La vista daba una sensación misteriosa que Meng Renshu pensó que había visto un hada.
—¿Hermano Renshu?
La voz suave de la chica le recordó la identidad del hada, que estaba agachada frente a él justo ahora.
—¿Xiaoyi?
¿Qué estás haciendo ahí?
—preguntó mientras caminaba pesadamente hacia ella—.
¿Tienes dolor de estómago o algo así?
Li Caiyi negó con la cabeza y se levantó.
—No, solo estaba recogiendo algo del suelo.
Meng Renshu observó la apariencia de Li Caiyi de pies a cabeza.
Se veía muy diferente hoy, hasta el punto de que casi no la reconoció antes.
Él sabía lo tímida que era esta chica, por lo que verla salir voluntariamente con este atuendo lo tomó por sorpresa.

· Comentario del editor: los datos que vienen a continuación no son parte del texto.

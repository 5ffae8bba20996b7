// SPDX-FileCopyrightText: 2026 Omnidesk Contributors
// SPDX-License-Identifier: MIT OR Apache-2.0

//! Gmail REST client with OAuth refresh-token authentication.
//!
//! Access tokens are cached and refreshed shortly before expiry. Messages are
//! fetched in `raw` form and parsed locally so the `From`/`Date` headers reach
//! the engine exactly as the sender wrote them.

use std::time::{Duration, Instant};

use base64::Engine as _;
use base64::engine::general_purpose::{URL_SAFE, URL_SAFE_NO_PAD};
use mail_parser::MessageParser;
use omnidesk_config::model::GmailConfig;
use omnidesk_core::OmniError;
use omnidesk_core::traits::gateway::{FetchedEmail, MailboxHistory, MailboxProfile, OutboundEmail};
use serde::{Deserialize, Serialize};
use serde_json::json;
use tokio::sync::Mutex;
use tracing::{debug, info};

use crate::http::{build_client, decode, transport_err, u64_from_string_or_number};

/// Refresh the access token this long before it expires.
const REFRESH_MARGIN: Duration = Duration::from_secs(60);

struct CachedToken {
    value: String,
    expires_at: Instant,
}

/// Client for the Gmail `users/me` API.
pub struct GmailClient {
    client: reqwest::Client,
    api_base_url: String,
    token_url: String,
    client_id: String,
    client_secret: String,
    refresh_token: String,
    topic_name: Option<String>,
    label_ids: Vec<String>,
    token: Mutex<Option<CachedToken>>,
}

impl std::fmt::Debug for GmailClient {
    fn fmt(&self, f: &mut std::fmt::Formatter<'_>) -> std::fmt::Result {
        f.debug_struct("GmailClient")
            .field("api_base_url", &self.api_base_url)
            .field("token_url", &self.token_url)
            .field("client_id", &self.client_id)
            .finish_non_exhaustive()
    }
}

#[derive(Serialize)]
struct RefreshForm<'a> {
    client_id: &'a str,
    client_secret: &'a str,
    refresh_token: &'a str,
    grant_type: &'static str,
}

#[derive(Deserialize)]
struct TokenResponse {
    access_token: String,
    #[serde(default = "default_expires_in")]
    expires_in: u64,
}

fn default_expires_in() -> u64 {
    3600
}

#[derive(Deserialize)]
#[serde(rename_all = "camelCase")]
struct ProfileResponse {
    email_address: String,
    #[serde(deserialize_with = "u64_from_string_or_number")]
    history_id: u64,
}

#[derive(Deserialize)]
#[serde(rename_all = "camelCase")]
struct WatchResponse {
    #[serde(deserialize_with = "u64_from_string_or_number")]
    history_id: u64,
}

#[derive(Deserialize)]
#[serde(rename_all = "camelCase")]
struct HistoryResponse {
    #[serde(default)]
    history: Vec<HistoryRecord>,
    #[serde(deserialize_with = "u64_from_string_or_number")]
    history_id: u64,
}

#[derive(Deserialize)]
struct HistoryRecord {
    #[serde(default)]
    messages: Vec<MessageRef>,
}

#[derive(Deserialize)]
struct MessageRef {
    id: String,
}

#[derive(Deserialize)]
#[serde(rename_all = "camelCase")]
struct RawMessage {
    id: String,
    thread_id: String,
    raw: String,
}

impl GmailClient {
    /// Build a client; fails when the OAuth credentials are missing.
    pub fn new(config: &GmailConfig, timeout_secs: u64) -> Result<Self, OmniError> {
        let required = |value: &Option<String>, key: &str| {
            value
                .clone()
                .filter(|v| !v.trim().is_empty())
                .ok_or_else(|| OmniError::Config(format!("gmail.{key} is required")))
        };
        Ok(Self {
            client: build_client(timeout_secs)?,
            api_base_url: config.api_base_url.trim_end_matches('/').to_string(),
            token_url: config.token_url.clone(),
            client_id: required(&config.client_id, "client_id")?,
            client_secret: required(&config.client_secret, "client_secret")?,
            refresh_token: required(&config.refresh_token, "refresh_token")?,
            topic_name: config.topic_name.clone(),
            label_ids: config.label_ids.clone(),
            token: Mutex::new(None),
        })
    }

    fn url(&self, path: &str) -> String {
        format!("{}/users/me/{path}", self.api_base_url)
    }

    /// Current access token, refreshing it when absent or about to expire.
    async fn access_token(&self) -> Result<String, OmniError> {
        let mut cached = self.token.lock().await;
        if let Some(token) = cached.as_ref()
            && token.expires_at > Instant::now() + REFRESH_MARGIN
        {
            return Ok(token.value.clone());
        }

        let form = serde_urlencoded::to_string(RefreshForm {
            client_id: &self.client_id,
            client_secret: &self.client_secret,
            refresh_token: &self.refresh_token,
            grant_type: "refresh_token",
        })
        .map_err(|e| OmniError::Internal(format!("failed to encode token request: {e}")))?;

        let response = self
            .client
            .post(&self.token_url)
            .header(
                reqwest::header::CONTENT_TYPE,
                "application/x-www-form-urlencoded",
            )
            .body(form)
            .send()
            .await
            .map_err(|e| transport_err("gmail token refresh", e))?;
        let token: TokenResponse = decode("gmail token refresh", response).await?;
        debug!(expires_in = token.expires_in, "gmail access token refreshed");

        let value = token.access_token.clone();
        *cached = Some(CachedToken {
            value: token.access_token,
            expires_at: Instant::now() + Duration::from_secs(token.expires_in),
        });
        Ok(value)
    }

    pub async fn profile(&self) -> Result<MailboxProfile, OmniError> {
        let token = self.access_token().await?;
        let response = self
            .client
            .get(self.url("profile"))
            .bearer_auth(token)
            .send()
            .await
            .map_err(|e| transport_err("gmail profile", e))?;
        let profile: ProfileResponse = decode("gmail profile", response).await?;
        Ok(MailboxProfile {
            email_address: profile.email_address,
            history_id: profile.history_id,
        })
    }

    /// Register the push subscription for the configured labels.
    pub async fn watch(&self) -> Result<u64, OmniError> {
        let topic = self
            .topic_name
            .as_deref()
            .ok_or_else(|| OmniError::Config("gmail.topic_name is required to watch".into()))?;
        let token = self.access_token().await?;
        let response = self
            .client
            .post(self.url("watch"))
            .bearer_auth(token)
            .json(&json!({ "labelIds": self.label_ids, "topicName": topic }))
            .send()
            .await
            .map_err(|e| transport_err("gmail watch", e))?;
        let watch: WatchResponse = decode("gmail watch", response).await?;
        info!(history_id = watch.history_id, "gmail watch registered");
        Ok(watch.history_id)
    }

    /// Ids of messages added since `start_history_id`, first message per record.
    pub async fn history(&self, start_history_id: u64) -> Result<MailboxHistory, OmniError> {
        let token = self.access_token().await?;
        let url = reqwest::Url::parse_with_params(
            &self.url("history"),
            &[
                ("startHistoryId", start_history_id.to_string()),
                ("historyTypes", "messageAdded".to_string()),
            ],
        )
        .map_err(|e| OmniError::channel(format!("invalid gmail history URL: {e}")))?;

        let response = self
            .client
            .get(url)
            .bearer_auth(token)
            .send()
            .await
            .map_err(|e| transport_err("gmail history", e))?;
        let history: HistoryResponse = decode("gmail history", response).await?;

        let message_ids = history
            .history
            .into_iter()
            .filter_map(|record| record.messages.into_iter().next())
            .map(|m| m.id)
            .collect();
        Ok(MailboxHistory {
            message_ids,
            history_id: history.history_id,
        })
    }

    pub async fn fetch(&self, message_id: &str) -> Result<FetchedEmail, OmniError> {
        let token = self.access_token().await?;
        let url = reqwest::Url::parse_with_params(
            &self.url(&format!("messages/{message_id}")),
            &[("format", "raw")],
        )
        .map_err(|e| OmniError::channel(format!("invalid gmail message URL: {e}")))?;

        let response = self
            .client
            .get(url)
            .bearer_auth(token)
            .send()
            .await
            .map_err(|e| transport_err("gmail message", e))?;
        let raw: RawMessage = decode("gmail message", response).await?;
        parse_raw_message(raw)
    }

    /// Submit a reply into its thread and return the new message id.
    pub async fn send(&self, email: &OutboundEmail) -> Result<String, OmniError> {
        let token = self.access_token().await?;
        let raw = URL_SAFE_NO_PAD.encode(email.to_rfc2822());
        let response = self
            .client
            .post(self.url("messages/send"))
            .bearer_auth(token)
            .json(&json!({ "raw": raw, "threadId": email.thread_id }))
            .send()
            .await
            .map_err(|e| transport_err("gmail send", e))?;
        let sent: MessageRef = decode("gmail send", response).await?;
        Ok(sent.id)
    }
}

fn parse_raw_message(raw: RawMessage) -> Result<FetchedEmail, OmniError> {
    // Gmail pads inconsistently; normalize before decoding.
    let trimmed = raw.raw.trim_end_matches('=');
    let bytes = URL_SAFE_NO_PAD
        .decode(trimmed)
        .or_else(|_| URL_SAFE.decode(&raw.raw))
        .map_err(|e| OmniError::InvalidPayload(format!("gmail message {} is not base64: {e}", raw.id)))?;

    let parsed = MessageParser::default().parse(&bytes).ok_or_else(|| {
        OmniError::InvalidPayload(format!("gmail message {} is not valid MIME", raw.id))
    })?;

    let header = |name: &str| {
        parsed
            .header_raw(name)
            .map(|v| v.trim().to_string())
            .unwrap_or_default()
    };

    Ok(FetchedEmail {
        subject: parsed.subject().unwrap_or_default().to_string(),
        from: header("From"),
        date: header("Date"),
        body: parsed
            .body_text(0)
            .map(|b| b.into_owned())
            .unwrap_or_default(),
        id: raw.id,
        thread_id: raw.thread_id,
    })
}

Se veía muy madura y hermosa así.
—¿Es eso para Xiaohua?
—preguntó Li Caiyi mientras señalaba el ramo de flores en su mano.
—¿Eh?
Ah, sí —respondió Meng Renshu distraídamente con la mirada aún clavada en ella.
—Déjame ponerlas en el florero.
Hermano Renshu, puedes relajarte aquí —Li Caiyi no esperó a que respondiera y agarró el ramo en su mano.
Su piel se rozó ligeramente, y algo se agitó en su corazón al sentir la cálida sensación.
—Puedo hacerlo yo mismo, ¿sabes?
—dijo Meng Renshu.
—No, está bien.
Puedo aprovechar esta oportunidad para tomar un poco de aire fresco también.
Lo necesito en este momento.
Meng Renshu pensó que debía estar deprimida por la condición de Li Chunhua, así que rápidamente cedió.
—Ya veo.
Entonces te esperaré aquí.
Li Caiyi se aseguró de que no quedara ningún rastro de su acción anterior sobre la mesa antes de salir de la habitación.